I suppose it highlights with the patient that it’s not normal, they don’t have to just put up with it. So… because a lot of them they will say ‘ah, that’s just me age’ but I suppose it just says ‘it doesn’t have to be like that, there’s something you can do’.

(Practice 4, nurse)

But as well it made me think about some of the other things that I wouldn’t always think about. So opticians, for example, obvious things but it gave me a bit of a checklist almost of things to think about. Which has been really useful. And also, when we do home visits now, the preparation for the home visits is different […] it’s just kind of helped with doing the visits and having the information.

(Practice 1, nurse)

In some instances, the learning from the training has improved communication in the practice team and encouraged HCPs to take a more active overview of a patient’s care needs/trajectory.

Frailty and falls, before doing the training, I wasn’t really sure what to do with it.

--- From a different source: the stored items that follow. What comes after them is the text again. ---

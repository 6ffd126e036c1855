//! Money in a fixed currency
//!
//! Booking dues, contributions and gateway amounts all travel as [`Money`].
//! Amounts are `rust_decimal` values kept at four decimal places, which is
//! also the scale of the `NUMERIC(18,4)` ledger columns. Equality is
//! numeric: `100.00 BDT == 100 BDT`.

use rust_decimal::Decimal;
use rust_decimal_macros::dec;
use serde::{Deserialize, Serialize};
use std::cmp::Ordering;
use std::fmt;
use std::str::FromStr;
use thiserror::Error;

/// Scale every stored amount is rounded to
const STORAGE_SCALE: u32 = 4;

/// ISO 4217 currencies the gateway settles in
#[derive(Debug, Clone, Copy, PartialEq, Eq, Hash, Serialize, Deserialize)]
#[serde(rename_all = "UPPERCASE")]
pub enum Currency {
    BDT,
    USD,
    EUR,
    GBP,
    INR,
}

impl Currency {
    const ALL: [Currency; 5] = [
        Currency::BDT,
        Currency::USD,
        Currency::EUR,
        Currency::GBP,
        Currency::INR,
    ];

    /// Minor-unit digits; all supported currencies use two
    pub fn decimal_places(&self) -> u32 {
        2
    }

    pub fn symbol(&self) -> &'static str {
        match self {
            Currency::BDT => "৳",
            Currency::USD => "$",
            Currency::EUR => "€",
            Currency::GBP => "£",
            Currency::INR => "₹",
        }
    }

    pub fn code(&self) -> &'static str {
        match self {
            Currency::BDT => "BDT",
            Currency::USD => "USD",
            Currency::EUR => "EUR",
            Currency::GBP => "GBP",
            Currency::INR => "INR",
        }
    }
}

impl fmt::Display for Currency {
    fn fmt(&self, f: &mut fmt::Formatter<'_>) -> fmt::Result {
        f.write_str(self.code())
    }
}

/// Case-insensitive, surrounding whitespace ignored (gateways send " bdt")
impl FromStr for Currency {
    type Err = MoneyError;

    fn from_str(s: &str) -> Result<Self, Self::Err> {
        let code = s.trim();
        Currency::ALL
            .into_iter()
            .find(|c| c.code().eq_ignore_ascii_case(code))
            .ok_or_else(|| MoneyError::UnknownCurrency(code.to_ascii_uppercase()))
    }
}

#[derive(Debug, Error, PartialEq, Eq)]
pub enum MoneyError {
    #[error("Currency mismatch: cannot operate on {0} and {1}")]
    CurrencyMismatch(String, String),

    #[error("Unknown currency: {0}")]
    UnknownCurrency(String),
}

/// An amount of one currency
#[derive(Debug, Clone, Copy, PartialEq, Eq, Hash, Serialize, Deserialize)]
pub struct Money {
    amount: Decimal,
    currency: Currency,
}

impl Money {
    pub fn new(amount: Decimal, currency: Currency) -> Self {
        Self {
            amount: amount.round_dp(STORAGE_SCALE),
            currency,
        }
    }

    /// From minor units, e.g. `10050` paisa is `100.50 BDT`
    pub fn from_minor(minor_units: i64, currency: Currency) -> Self {
        Self::new(
            Decimal::new(minor_units, currency.decimal_places()),
            currency,
        )
    }

    pub fn zero(currency: Currency) -> Self {
        Self::new(dec!(0), currency)
    }

    pub fn amount(&self) -> Decimal {
        self.amount
    }

    pub fn currency(&self) -> Currency {
        self.currency
    }

    pub fn is_zero(&self) -> bool {
        self.amount.is_zero()
    }

    /// Strictly greater than zero
    pub fn is_positive(&self) -> bool {
        self.amount > Decimal::ZERO
    }

    pub fn is_negative(&self) -> bool {
        self.amount < Decimal::ZERO
    }

    /// True when the amount has no digits below the currency's minor unit,
    /// so `50.00` and `50.0000` qualify but `50.005` does not
    pub fn is_whole_minor_units(&self) -> bool {
        self.amount.round_dp(self.currency.decimal_places()) == self.amount
    }

    pub fn checked_add(&self, other: &Money) -> Result<Money, MoneyError> {
        self.same_currency(other)?;
        Ok(Self::new(self.amount + other.amount, self.currency))
    }

    /// May go negative; see [`Money::clamp_non_negative`]
    pub fn checked_sub(&self, other: &Money) -> Result<Money, MoneyError> {
        self.same_currency(other)?;
        Ok(Self::new(self.amount - other.amount, self.currency))
    }

    pub fn clamp_non_negative(&self) -> Self {
        if self.is_negative() {
            Money::zero(self.currency)
        } else {
            *self
        }
    }

    /// Amount at the currency's minor-unit scale, as gateways expect ("100.00")
    pub fn to_fixed(&self) -> String {
        let dp = self.currency.decimal_places();
        format!("{:.*}", dp as usize, self.amount.round_dp(dp))
    }

    fn same_currency(&self, other: &Money) -> Result<(), MoneyError> {
        if self.currency == other.currency {
            Ok(())
        } else {
            Err(MoneyError::CurrencyMismatch(
                self.currency.to_string(),
                other.currency.to_string(),
            ))
        }
    }
}

impl fmt::Display for Money {
    fn fmt(&self, f: &mut fmt::Formatter<'_>) -> fmt::Result {
        write!(f, "{} {}", self.currency.symbol(), self.to_fixed())
    }
}

/// Only amounts of the same currency are ordered
impl PartialOrd for Money {
    fn partial_cmp(&self, other: &Self) -> Option<Ordering> {
        (self.currency == other.currency).then(|| self.amount.cmp(&other.amount))
    }
}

And I think just being able to speak to people about that. But also […] just being able to speak to the GPs about maybe changing their meds slightly if they are on anti-hypertensives. But I suppose also talking to them about staying hydrated and things like that. So yeah, I guess that’s kind of where I’m at with all of it.

(Practice 2, nurse)

Integrating work processes/work with patients

Despite the learning gained, not all staff found it easy to adjust their workflow in a way that accommodated the intervention in accordance with the delivery process chart.

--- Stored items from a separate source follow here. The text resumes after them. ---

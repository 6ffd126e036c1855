//! Booking aggregate
//!
//! A booking tracks how much of a participation's price has been collected.
//! Its status is never set directly: it is derived from `amount_paid` against
//! `amount_due` every time a contribution lands.

use chrono::{DateTime, Utc};
use serde::{Deserialize, Serialize};

use core_kernel::{BookingId, Currency, Money, ParticipantId};

use crate::error::PaymentError;
use crate::participation::Participation;

/// Payment status of a booking
#[derive(Debug, Clone, Copy, PartialEq, Eq, Serialize, Deserialize)]
#[serde(rename_all = "lowercase")]
pub enum BookingStatus {
    /// Nothing collected yet
    Pending,
    /// Some, but not all, of the due amount collected
    Partial,
    /// Due amount collected in full
    Paid,
    /// Left behind by older flows; never derived, recoverable through manual verification
    Failed,
}

impl BookingStatus {
    pub fn as_str(&self) -> &'static str {
        match self {
            BookingStatus::Pending => "pending",
            BookingStatus::Partial => "partial",
            BookingStatus::Paid => "paid",
            BookingStatus::Failed => "failed",
        }
    }

    pub fn parse(value: &str) -> Option<Self> {
        match value {
            "pending" => Some(BookingStatus::Pending),
            "partial" => Some(BookingStatus::Partial),
            "paid" => Some(BookingStatus::Paid),
            "failed" => Some(BookingStatus::Failed),
            _ => None,
        }
    }
}

/// How the tourist intends to pay; advisory only
#[derive(Debug, Clone, Copy, PartialEq, Eq, Serialize, Deserialize)]
#[serde(rename_all = "lowercase")]
pub enum BookingChannel {
    Cash,
    Online,
}

impl BookingChannel {
    pub fn as_str(&self) -> &'static str {
        match self {
            BookingChannel::Cash => "cash",
            BookingChannel::Online => "online",
        }
    }

    pub fn parse(value: &str) -> Option<Self> {
        match value {
            "cash" => Some(BookingChannel::Cash),
            "online" => Some(BookingChannel::Online),
            _ => None,
        }
    }
}

/// A tourist's payable reservation for one tour participation
#[derive(Debug, Clone, PartialEq, Serialize, Deserialize)]
pub struct Booking {
    pub id: BookingId,
    /// Owning participation; at most one booking exists per participation
    pub participant_id: ParticipantId,
    pub amount_due: Money,
    pub amount_paid: Money,
    pub status: BookingStatus,
    pub payment_method: BookingChannel,
    /// Set on the first transition into `Paid`
    pub paid_at: Option<DateTime<Utc>>,
    pub created_at: DateTime<Utc>,
    pub updated_at: DateTime<Utc>,
}

impl Booking {
    /// Opens a booking priced from the participation's seat cost
    pub fn open(participation: &Participation, channel: BookingChannel) -> Self {
        let now = Utc::now();
        let due = participation.cost_per_person;

        Self {
            id: BookingId::new_v7(),
            participant_id: participation.id,
            amount_due: due,
            amount_paid: Money::zero(due.currency()),
            status: BookingStatus::Pending,
            payment_method: channel,
            paid_at: None,
            created_at: now,
            updated_at: now,
        }
    }

    /// Status implied by the paid and due amounts
    ///
    /// Amounts in different currencies never derive `Paid`.
    pub fn derive_status(amount_due: &Money, amount_paid: &Money) -> BookingStatus {
        if amount_paid.is_zero() || amount_paid.is_negative() {
            BookingStatus::Pending
        } else if amount_paid >= amount_due {
            BookingStatus::Paid
        } else {
            BookingStatus::Partial
        }
    }

    pub fn currency(&self) -> Currency {
        self.amount_due.currency()
    }

    /// Remaining amount to collect, never negative
    pub fn amount_outstanding(&self) -> Money {
        self.amount_due
            .checked_sub(&self.amount_paid)
            .map(|m| m.clamp_non_negative())
            .unwrap_or_else(|_| Money::zero(self.currency()))
    }

    pub fn is_paid(&self) -> bool {
        self.status == BookingStatus::Paid
    }

    pub fn is_overpaid(&self) -> bool {
        self.amount_paid > self.amount_due
    }

    /// Adds a settled contribution and re-derives the status
    ///
    /// Never rejects an amount for exceeding what is due; the cap is applied
    /// when payments are created.
    pub fn apply_contribution(&mut self, amount: Money) -> Result<BookingStatus, PaymentError> {
        if !amount.is_positive() {
            return Err(PaymentError::InvalidAmount(format!(
                "contribution must be positive, got {}",
                amount
            )));
        }

        let paid = self.amount_paid.checked_add(&amount)?;
        let now = Utc::now();

        self.amount_paid = paid;
        self.status = Self::derive_status(&self.amount_due, &self.amount_paid);
        if self.status == BookingStatus::Paid && self.paid_at.is_none() {
            self.paid_at = Some(now);
        }
        self.updated_at = now;

        Ok(self.status)
    }

    /// Marks the booking paid by hand once the due amount is covered
    pub fn manual_verify(&mut self) -> Result<BookingStatus, PaymentError> {
        if self.amount_paid < self.amount_due {
            return Err(PaymentError::InsufficientPayment {
                paid: self.amount_paid.amount(),
                due: self.amount_due.amount(),
            });
        }
        if self.status == BookingStatus::Paid {
            return Err(PaymentError::AlreadyVerified(format!(
                "booking {} is already paid",
                self.id
            )));
        }

        let now = Utc::now();
        self.status = BookingStatus::Paid;
        self.paid_at = Some(now);
        self.updated_at = now;

        Ok(self.status)
    }

    /// Checks that the stored status agrees with the amounts
    ///
    /// `Failed` rows are accepted as-is; they only leave that state through
    /// a contribution or manual verification.
    pub fn is_consistent(&self) -> bool {
        if self.amount_paid.is_negative() || self.amount_paid.currency() != self.currency() {
            return false;
        }
        match self.status {
            BookingStatus::Failed => true,
            status => {
                status == Self::derive_status(&self.amount_due, &self.amount_paid)
                    && (status != BookingStatus::Paid || self.paid_at.is_some())
            }
        }
    }
}

#[cfg(test)]
mod tests {
    use super::*;
    use crate::participation::{Contact, ParticipationStatus};
    use core_kernel::{TourId, UserId};
    use rust_decimal_macros::dec;

    fn bdt(amount: rust_decimal::Decimal) -> Money {
        Money::new(amount, Currency::BDT)
    }

    fn booking(due: rust_decimal::Decimal) -> Booking {
        let participation = Participation {
            id: ParticipantId::new(),
            tour_id: TourId::new(),
            tourist_id: UserId::new(),
            organizer_id: UserId::new(),
            status: ParticipationStatus::Approved,
            cost_per_person: bdt(due),
            tourist_contact: Contact {
                name: "Karim".to_string(),
                email: "karim@example.com".to_string(),
                phone: Some("01700000000".to_string()),
            },
        };
        Booking::open(&participation, BookingChannel::Online)
    }

    #[test]
    fn test_open_is_pending_and_priced() {
        let b = booking(dec!(100.00));
        assert_eq!(b.status, BookingStatus::Pending);
        assert_eq!(b.amount_due, bdt(dec!(100)));
        assert!(b.amount_paid.is_zero());
        assert!(b.is_consistent());
    }

    #[test]
    fn test_partial_then_paid() {
        let mut b = booking(dec!(100.00));

        assert_eq!(b.apply_contribution(bdt(dec!(40.00))).unwrap(), BookingStatus::Partial);
        assert!(b.paid_at.is_none());

        assert_eq!(b.apply_contribution(bdt(dec!(60.00))).unwrap(), BookingStatus::Paid);
        assert!(b.paid_at.is_some());
        assert_eq!(b.amount_outstanding(), bdt(dec!(0)));
    }

    #[test]
    fn test_paid_at_is_set_once() {
        let mut b = booking(dec!(50.00));
        b.apply_contribution(bdt(dec!(50.00))).unwrap();
        let first = b.paid_at;
        b.apply_contribution(bdt(dec!(10.00))).unwrap();
        assert_eq!(b.paid_at, first);
        assert!(b.is_overpaid());
        assert_eq!(b.status, BookingStatus::Paid);
    }

    #[test]
    fn test_non_positive_contribution_rejected() {
        let mut b = booking(dec!(100.00));
        assert!(matches!(
            b.apply_contribution(bdt(dec!(0))),
            Err(PaymentError::InvalidAmount(_))
        ));
        assert!(matches!(
            b.apply_contribution(bdt(dec!(-5))),
            Err(PaymentError::InvalidAmount(_))
        ));
        assert!(b.amount_paid.is_zero());
    }

    #[test]
    fn test_foreign_currency_contribution_rejected() {
        let mut b = booking(dec!(100.00));
        let err = b
            .apply_contribution(Money::new(dec!(10), Currency::USD))
            .unwrap_err();
        assert!(matches!(err, PaymentError::Validation(_)));
    }

    #[test]
    fn test_manual_verify_checks_insufficient_first() {
        let mut b = booking(dec!(100.00));
        b.apply_contribution(bdt(dec!(30))).unwrap();
        assert!(matches!(
            b.manual_verify(),
            Err(PaymentError::InsufficientPayment { .. })
        ));
    }

    #[test]
    fn test_manual_verify_on_paid_booking() {
        let mut b = booking(dec!(100.00));
        b.apply_contribution(bdt(dec!(100))).unwrap();
        assert!(matches!(b.manual_verify(), Err(PaymentError::AlreadyVerified(_))));
    }

    #[test]
    fn test_manual_verify_recovers_failed_booking() {
        let mut b = booking(dec!(100.00));
        b.amount_paid = bdt(dec!(100));
        b.status = BookingStatus::Failed;
        assert!(b.is_consistent());

        assert_eq!(b.manual_verify().unwrap(), BookingStatus::Paid);
        assert!(b.paid_at.is_some());
        assert!(b.is_consistent());
    }

    #[test]
    fn test_inconsistent_status_detected() {
        let mut b = booking(dec!(100.00));
        b.status = BookingStatus::Partial;
        assert!(!b.is_consistent());
    }
}

#[cfg(test)]
mod proptests {
    use super::*;
    use crate::participation::{Contact, ParticipationStatus};
    use core_kernel::{TourId, UserId};
    use proptest::prelude::*;

    fn booking(due_minor: i64) -> Booking {
        let participation = Participation {
            id: ParticipantId::new(),
            tour_id: TourId::new(),
            tourist_id: UserId::new(),
            organizer_id: UserId::new(),
            status: ParticipationStatus::Approved,
            cost_per_person: Money::from_minor(due_minor, Currency::BDT),
            tourist_contact: Contact {
                name: "Test".to_string(),
                email: "test@example.com".to_string(),
                phone: None,
            },
        };
        Booking::open(&participation, BookingChannel::Cash)
    }

    proptest! {
        #[test]
        fn status_always_matches_amounts(
            due in 1i64..10_000_000i64,
            contributions in prop::collection::vec(1i64..5_000_000i64, 0..12)
        ) {
            let mut b = booking(due);
            let mut total = Money::zero(Currency::BDT);

            for minor in contributions {
                let amount = Money::from_minor(minor, Currency::BDT);
                let before = b.amount_paid;
                b.apply_contribution(amount).unwrap();
                total = total.checked_add(&amount).unwrap();

                prop_assert!(b.amount_paid > before);
                prop_assert!(b.is_consistent());
            }

            prop_assert_eq!(b.amount_paid, total);
            let expected = if total.is_zero() {
                BookingStatus::Pending
            } else if total >= b.amount_due {
                BookingStatus::Paid
            } else {
                BookingStatus::Partial
            };
            prop_assert_eq!(b.status, expected);
        }
    }
}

Practices who were newer to CSP reported finding it more difficult to keep sight of the intervention and to integrate it into their workflow.

“For me personally, because I’m dealing with everything else, it’s not the top of my priority list, and I’m sorry about that but you know […] there’s no reason it shouldn’t be, but it’s just because I’m not used to it, you know what I mean, it’s something quite new.

(Practice 8, HCA)

In the practices where CSP was less established it might have been considered an unnecessary burden or that there was simply not enough time during the appointment to fit all the required elements in.

Yeah we haven’t seen those [resources] and we haven’t got sufficient time to do a standing and lying blood pressure either, they only get a normal BP done.

(Practice 2, HCA)

If the programme was to be sustainable many participants felt there needed to be some flexibility in appointment length.

Some of the challenges, however, may have been related to staff members’ own levels of confidence in spotting the necessary problems, and in how to address them and who to refer to. Practices’ own processes regarding communication, appointments, and workflow varied in terms of alignment with delivery of the programme. The more ‘CSP-ready’ practices seemed to have found it easier to talk to colleagues.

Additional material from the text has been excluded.